_TASK DETAILS_
Write out every line below that includes the word "observer".
[[ PROVIDED RECORDS open ]]
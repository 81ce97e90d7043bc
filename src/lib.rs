pub mod ability;
pub mod card;
pub mod combat;
pub mod cost;
pub mod counter;
pub mod decision;
pub mod effect;
pub mod engine;
pub mod error;
pub mod event;
pub mod executor;
pub mod game_actions;
pub mod game_state;
pub mod ids;
pub mod ledger;
pub mod object;
#[cfg(feature = "serialization")]
pub mod observer;
pub mod player;
pub mod precedence;
pub mod property;
pub mod replacement;
pub mod reversal;
pub mod snapshot;
pub mod stack;
pub mod target;
pub mod trigger;
pub mod turn;
pub mod types;
pub mod zone;

#[cfg(test)]
mod tests;

pub use ability::{Ability, AbilityKind, ActivatedAbility, TriggeredAbility};
pub use card::{CardBuilder, CardDefinition, hero_definition};
pub use combat::{ChainLink, CombatChain};
pub use cost::{AssetCost, Cost, CostError, can_cover_assets, pay_cost};
pub use counter::{CounterKind, CounterMap, CounterSymbol};
pub use decision::{
    AutoDecisionMaker, BooleanContext, CostContext, DecisionMaker, LegalAction, OrderContext,
    PendingDecision, SelectObjectsContext, compute_legal_actions,
};
pub use effect::{Effect, InstructionTag, ValueExpr};
pub use engine::{Engine, Submission};
pub use error::{EngineError, Result};
pub use event::{CompoundRecord, CompositeRecord, EventBody, EventKind, EventRecord, SingleRecord};
pub use executor::{ExecutionContext, ExecutionError, execute_effect, execute_effects, fire_body, resolve_value};
pub use game_actions::{GsaOutcome, run_game_state_actions};
pub use game_state::{GameConfig, GameOutcome, GameState};
pub use ids::{CardId, ObjectId, PlayerId};
pub use ledger::{AssetKind, AssetLedger, AssetPool};
pub use object::{Object, ObjectKind};
#[cfg(feature = "serialization")]
pub use observer::GameSnapshot;
pub use player::Player;
pub use precedence::{
    ActionQuery, Directive, EffectClass, GovernedAction, PrecedenceManager, RuleLevel, Verdict,
};
pub use property::{NumericValue, PropertyKind, PropertySet};
pub use replacement::{
    EventMatcher, MatchScope, ReplacementAction, ReplacementEffect, ReplacementEffectId,
    ReplacementManager,
};
pub use reversal::ReversalManager;
pub use snapshot::ObjectSnapshot;
pub use stack::{Layer, LayerKind, SourceHandle, Stack};
pub use target::{ObjectFilter, Target, TargetSpec, Who};
pub use trigger::{PendingTrigger, StateCondition, TriggerCondition, TriggerQueue};
pub use turn::{
    PassResult, PassTracker, Phase, PriorityState, TurnState, begin_action_phase, begin_next_turn,
    execute_end_phase, execute_start_phase, has_priority, pass_priority, reset_priority,
};
pub use types::{CardType, Class, Keyword, Subtype, Talent};
pub use zone::Zone;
[[ PROVIDED RECORDS closed ]]
_PROBLEM SOLUTION_
pub mod observer;
pub use observer::GameSnapshot;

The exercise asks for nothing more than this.